HMMT November 2022 — Guts Round — Problem 17

[10] How many ways are there to color every integer either red or blue such that n and n + 7 are the same color for all integers n , and there does not exist an integer k such that k , k + 1, and 2 k are all the same color?

解析

[10] How many ways are there to color every integer either red or blue such that n and n + 7 are the same color for all integers n , and there does not exist an integer k such that k , k + 1, and 2 k are all the same color?
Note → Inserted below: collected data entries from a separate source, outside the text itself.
use std::sync::atomic::Ordering;
use std::time::Duration;

use image::{Rgba, RgbaImage};

use image_warp::configuration::config::ScenarioConfig;
use image_warp::render::host::{load_image, save_image, HeadlessHost, Host, Status};
use image_warp::render::pacer::{adjust, PacerSettings};
use image_warp::render::session::{Outcome, RenderSession};
use image_warp::sampling::sampler::{sample, Interpolation};
use image_warp::sampling::surface::Surface;
use image_warp::simulation::params::WarpParameters;
use image_warp::simulation::scenario::WarpScenario;
use image_warp::simulation::states::{Color, NVec2, Particle2};
use image_warp::simulation::warp::{warp, WarpDriver};
use image_warp::WarpError;

/// Source image where every pixel has a unique color
pub fn gradient_source(w: u32, h: u32) -> RgbaImage {
    RgbaImage::from_fn(w, h, |x, y| Rgba([(x * 40) as u8, (y * 40) as u8, (x + y * w) as u8, 255]))
}

/// Warp driver with no targets: every pixel maps to itself before addressing
pub fn identity_driver(mode: Interpolation) -> WarpDriver {
    WarpDriver::new(
        Vec::new(),
        WarpParameters {
            interpolation: mode,
            ..WarpParameters::default()
        },
    )
}

/// Session over `source` with a fixed first batch and no status throttling
pub fn session(source: RgbaImage, render_size: (u32, u32), driver: WarpDriver, initial_batch: u64) -> RenderSession {
    let pacer = PacerSettings {
        initial_batch,
        ..PacerSettings::default()
    };
    RenderSession::new(source, render_size, driver, pacer, Duration::ZERO)
}

/// Host that asks to stop on its `stop_at`-th poll
pub struct ScriptedHost {
    polls: u32,
    stop_at: u32,
    presented: u32,
    statuses: Vec<Status>,
}

impl ScriptedHost {
    pub fn new(stop_at: u32) -> Self {
        Self { polls: 0, stop_at, presented: 0, statuses: Vec::new() }
    }
}

impl Host for ScriptedHost {
    fn poll_termination_requested(&mut self) -> bool {
        self.polls += 1;
        self.polls >= self.stop_at
    }

    fn present(&mut self, _raster: &RgbaImage) -> image_warp::Result<()> {
        self.presented += 1;
        Ok(())
    }

    fn report_status(&mut self, status: &Status) {
        self.statuses.push(*status);
    }
}

const SCENARIO_YAML: &str = r#"
image:
  input: "in.png"
  output: "out.png"
  render_size: [64, 32]
  interpolation: "bilinear"
warp:
  dt: 0.5
  iterations: 3
  projectile_mass: -10.0
targets:
  - x: [ 10.0, 20.0 ]
    m: 2.0
    color: [255, 0, 0]
  - x: [ 30.0, 5.0 ]
    m: 1.0
"#;

// ==================================================================================
// Force model / warp tests
// ==================================================================================

#[test]
fn single_target_one_round_moves_by_mass_product() {
    // d = (0,0) - (10,0) = (-10, 0), |d| = 10
    // f = -100 * 1 * (-10, 0) / 10 = (100, 0)
    let mut projectile = Particle2::new(NVec2::zeros(), -100.0);
    let targets = [Particle2::new(NVec2::new(10.0, 0.0), 1.0)];

    let end = warp(&mut projectile, NVec2::new(0.0, 0.0), &targets, 1.0, 1);

    assert!((end - NVec2::new(100.0, 0.0)).norm() < 1e-12, "got {:?}", end);
}

#[test]
fn negative_projectile_is_pulled_toward_target() {
    let mut projectile = Particle2::new(NVec2::zeros(), -1.0);
    let targets = [Particle2::new(NVec2::new(10.0, 0.0), 1.0)];

    let end = warp(&mut projectile, NVec2::zeros(), &targets, 1.0, 3);

    assert!((end - NVec2::new(3.0, 0.0)).norm() < 1e-12, "got {:?}", end);
}

#[test]
fn velocity_is_not_integrated() {
    let mut p = Particle2::new(NVec2::new(1.0, 1.0), -1.0);
    p.v = NVec2::new(50.0, -50.0);
    p.compute_force(&[]);
    p.step(1.0);
    assert_eq!(p.x, NVec2::new(1.0, 1.0));
}

#[test]
fn projectile_state_does_not_carry_between_pixels() {
    let targets = [Particle2::new(NVec2::new(5.0, 5.0), 3.0)];
    let mut shared = Particle2::new(NVec2::zeros(), -2.0);

    let first = warp(&mut shared, NVec2::new(1.0, 2.0), &targets, 0.25, 5);
    let _ = warp(&mut shared, NVec2::new(40.0, -7.0), &targets, 0.25, 5);
    let again = warp(&mut shared, NVec2::new(1.0, 2.0), &targets, 0.25, 5);

    assert_eq!(first, again);
    assert_eq!(shared.v, NVec2::zeros());
}

#[test]
fn non_finite_warp_falls_back_to_clamped_sample() {
    // The mass product overflows, so the warped coordinate is not finite
    let source = RgbaImage::from_pixel(4, 4, Rgba([1, 2, 3, 255]));
    let mut driver = WarpDriver::new(
        vec![Particle2::new(NVec2::new(2.0, 2.0), 1e308)],
        WarpParameters {
            dt: 1.0,
            iterations: 1,
            projectile_mass: -1e308,
            interpolation: Interpolation::Bilinear,
        },
    );

    let c = driver.shade(&source, NVec2::new(0.0, 0.0)).unwrap();
    assert_eq!(c, Color::rgb(1, 2, 3));
    assert_eq!(driver.fallbacks(), 1);

    let c = driver.shade(&source, NVec2::new(3.0, 1.0)).unwrap();
    assert_eq!(c, Color::rgb(1, 2, 3));
    assert_eq!(driver.fallbacks(), 2);
}

#[test]
fn no_targets_leaves_coordinate_unchanged() {
    let mut driver = identity_driver(Interpolation::Nearest);
    assert_eq!(driver.warp(NVec2::new(3.5, -2.0)), NVec2::new(3.5, -2.0));
}

// ==================================================================================
// Sampler tests
// ==================================================================================

#[test]
fn nearest_sample_floors_coordinates() {
    let img = gradient_source(5, 5);
    let c = sample(&img, NVec2::new(2.7, 3.9), Interpolation::Nearest).unwrap();
    assert_eq!(c, img.pixel_at(2, 3));
}

#[test]
fn bilinear_sample_at_integer_coordinates_is_unchanged() {
    let mut img = RgbaImage::new(2, 2);
    img.put_pixel(0, 0, Rgba([255, 0, 0, 255]));
    img.put_pixel(1, 0, Rgba([0, 255, 0, 255]));
    img.put_pixel(0, 1, Rgba([0, 0, 255, 255]));
    img.put_pixel(1, 1, Rgba([255, 255, 255, 255]));

    assert_eq!(sample(&img, NVec2::new(0.0, 0.0), Interpolation::Bilinear).unwrap(), Color::rgb(255, 0, 0));
    assert_eq!(sample(&img, NVec2::new(1.0, 1.0), Interpolation::Bilinear).unwrap(), Color::WHITE);
}

// ==================================================================================
// Pacer tests
// ==================================================================================

#[test]
fn pacer_holds_batch_on_target() {
    let target = Duration::from_millis(100);
    assert_eq!(adjust(4321, target, target, 0.5), 4321);
}

#[test]
fn pacer_converges_for_constant_cost() {
    // 10us per pixel -> 10_000 pixels fill a 100ms cycle
    let cost = Duration::from_micros(10);
    let settings = PacerSettings::default();
    let mut batch = settings.initial_batch;
    for _ in 0..60 {
        batch = settings.adjust(batch, cost * batch as u32);
    }
    assert!((9_900..=10_100).contains(&batch), "batch settled at {batch}");
}

// ==================================================================================
// Render session tests
// ==================================================================================

#[test]
fn uniform_source_without_targets_is_reproduced() {
    let source = RgbaImage::from_pixel(4, 4, Rgba([12, 34, 56, 255]));
    let mut s = session(source.clone(), (4, 4), identity_driver(Interpolation::Nearest), 3);
    let mut host = HeadlessHost::new();

    assert_eq!(s.run(&mut host).unwrap(), Outcome::Completed);
    assert_eq!(s.raster(), &source);
    assert!(host.presented() >= 1);
}

#[test]
fn raster_wider_than_source_is_mirrored() {
    let source = gradient_source(4, 4);
    let mut s = session(source.clone(), (8, 4), identity_driver(Interpolation::Nearest), 5);

    assert_eq!(s.run(&mut HeadlessHost::new()).unwrap(), Outcome::Completed);

    let raster = s.into_raster();
    for y in 0..4 {
        for x in 0..4 {
            assert_eq!(raster.get_pixel(x, y), source.get_pixel(x, y));
        }
        // tile 1 is reflected; its first column lands on the wrap-around edge
        assert_eq!(raster.get_pixel(4, y), source.get_pixel(0, y));
        assert_eq!(raster.get_pixel(5, y), source.get_pixel(3, y));
        assert_eq!(raster.get_pixel(6, y), source.get_pixel(2, y));
        assert_eq!(raster.get_pixel(7, y), source.get_pixel(1, y));
    }
}

#[test]
fn bilinear_identity_matches_nearest() {
    let source = gradient_source(6, 3);
    let mut a = session(source.clone(), (13, 7), identity_driver(Interpolation::Nearest), 4);
    let mut b = session(source, (13, 7), identity_driver(Interpolation::Bilinear), 4);

    a.run(&mut HeadlessHost::new()).unwrap();
    b.run(&mut HeadlessHost::new()).unwrap();

    assert_eq!(a.raster(), b.raster());
    assert_eq!(b.status().fallbacks, 0);
}

#[test]
fn first_cycle_respects_batch_size() {
    let mut s = session(gradient_source(4, 4), (8, 8), identity_driver(Interpolation::Nearest), 10);

    let report = s.cycle().unwrap();

    assert_eq!(report.pixels, 10);
    assert!((s.fraction_done() - 10.0 / 64.0).abs() < 1e-12);
    assert!(report.next_batch >= 7 && report.next_batch <= 15);
}

#[test]
fn termination_is_checked_at_cycle_boundaries() {
    let mut s = session(gradient_source(4, 4), (100, 100), identity_driver(Interpolation::Nearest), 1);
    let mut host = ScriptedHost::new(3);

    assert_eq!(s.run(&mut host).unwrap(), Outcome::Terminated);
    assert_eq!(s.cycles(), 2);
    assert_eq!(host.presented, 2);
    assert!(!s.is_complete());
}

#[test]
fn raised_stop_flag_terminates_headless_run() {
    let mut s = session(gradient_source(4, 4), (50, 50), identity_driver(Interpolation::Nearest), 1);
    let mut host = HeadlessHost::new();
    host.stop_flag().store(true, Ordering::Relaxed);

    assert_eq!(s.run(&mut host).unwrap(), Outcome::Terminated);
    assert_eq!(s.cycles(), 0);
    assert_eq!(host.presented(), 0);
    assert!(!s.is_complete());
}

#[test]
fn signal_host_starts_unstopped() {
    let mut host = HeadlessHost::with_signal_handlers().unwrap();
    assert!(!host.poll_termination_requested());
}

#[test]
fn completed_run_reports_final_status() {
    let mut s = session(gradient_source(4, 4), (5, 5), identity_driver(Interpolation::Nearest), 2);
    let mut host = ScriptedHost::new(u32::MAX);

    assert_eq!(s.run(&mut host).unwrap(), Outcome::Completed);

    let last = host.statuses.last().expect("final status");
    assert!((last.fraction_done - 1.0).abs() < 1e-12);
}

// ==================================================================================
// Configuration tests
// ==================================================================================

#[test]
fn scenario_from_yaml() {
    let cfg = ScenarioConfig::from_yaml_str(SCENARIO_YAML).unwrap();
    let scenario = WarpScenario::build_scenario(cfg).unwrap();

    assert_eq!(scenario.render_size, (64, 32));
    assert_eq!(scenario.parameters.interpolation, Interpolation::Bilinear);
    assert_eq!(scenario.parameters.iterations, 3);
    assert_eq!(scenario.targets.len(), 2);
    assert_eq!(scenario.targets[0].x, NVec2::new(10.0, 20.0));
    assert_eq!(scenario.targets[0].color, Color::rgb(255, 0, 0));
    // defaults
    assert_eq!(scenario.pacer.initial_batch, 10);
    assert_eq!(scenario.pacer.target, Duration::from_millis(100));
    assert_eq!(scenario.window_size, (960, 540));
}

#[test]
fn unknown_interpolation_is_rejected() {
    let yaml = SCENARIO_YAML.replace("\"bilinear\"", "\"bicubic\"");
    let cfg = ScenarioConfig::from_yaml_str(&yaml).unwrap();
    let err = WarpScenario::build_scenario(cfg).unwrap_err();
    assert!(matches!(err, WarpError::UnsupportedInterpolation(ref m) if m == "bicubic"), "{err}");
}

#[test]
fn interpolation_defaults_to_nearest() {
    let yaml = SCENARIO_YAML.replace("  interpolation: \"bilinear\"\n", "");
    let scenario = WarpScenario::build_scenario(ScenarioConfig::from_yaml_str(&yaml).unwrap()).unwrap();
    assert_eq!(scenario.parameters.interpolation, Interpolation::Nearest);
}

#[test]
fn zero_iterations_is_invalid() {
    let yaml = SCENARIO_YAML.replace("iterations: 3", "iterations: 0");
    let cfg = ScenarioConfig::from_yaml_str(&yaml).unwrap();
    assert!(matches!(WarpScenario::build_scenario(cfg), Err(WarpError::InvalidConfig(_))));
}

#[test]
fn three_component_target_is_invalid() {
    let yaml = SCENARIO_YAML.replace("[ 30.0, 5.0 ]", "[ 30.0, 5.0, 1.0 ]");
    let cfg = ScenarioConfig::from_yaml_str(&yaml).unwrap();
    assert!(matches!(WarpScenario::build_scenario(cfg), Err(WarpError::InvalidConfig(_))));
}

// ==================================================================================
// Image I/O tests
// ==================================================================================

#[test]
fn saved_raster_loads_back_opaque() {
    let mut raster = gradient_source(6, 4);
    raster.put_pixel(0, 0, Rgba([9, 8, 7, 0]));
    let path = std::env::temp_dir().join(format!("image_warp_io_{}.png", std::process::id()));

    save_image(&raster, &path).unwrap();
    let loaded = load_image(&path).unwrap();
    let _ = std::fs::remove_file(&path);

    assert_eq!(loaded.dimensions(), (6, 4));
    assert_eq!(loaded.get_pixel(0, 0), &Rgba([9, 8, 7, 255]));
    assert_eq!(loaded.get_pixel(5, 3), raster.get_pixel(5, 3));
}

#[test]
fn missing_source_is_an_error() {
    let err = load_image(std::path::Path::new("definitely/not/here.png")).unwrap_err();
    assert!(matches!(err, WarpError::Image(_)));
}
Proposed by: Luke Robitaille Answer: 6 Solution: It suffices to color the integers from 0 through 6 and do all arithmetic mod 7. WLOG, say that 0 is red (we’ll multiply by 2 in the end). Then 1 must be blue because (0 , 0 , 1) can’t be monochromatic. 2 must be red because (1 , 2 , 2) can’t be monochromatic. Then we have two cases for what 3 is: Case 1: 3 is red. Then 4 is blue because (2 , 3 , 4) can’t be monochromatic. This makes 5 red because (4 , 5 , 1) can’t be monochromatic. Finally, 6 must be blue because (6 , 0 , 5) can’t be monochromatic. This gives a single consistent coloring for this case. Case 2: 3 is blue. 4 can’t also be blue because this would imply that 5 is red (because of (4 , 5 , 1)) and 6 is red (because of (3 , 4 , 6)), which would make (6 , 0 , 5) all red. So 4 must be red. Then we have two possibilities: either 5 is red and 6 is blue, or 5 is blue and 6 is red (5 and 6 can’t both be red because of (6 , 0 , 5), and they can’t both be blue because of (5 , 6 , 3)). These give two consistent colorings for this case. Overall, we have three consistent colorings: RBRRBRB , RBRBRRB , and RBRBRBR . Multiply this by 2 be- cause 0 could have been blue, and our answer is 6.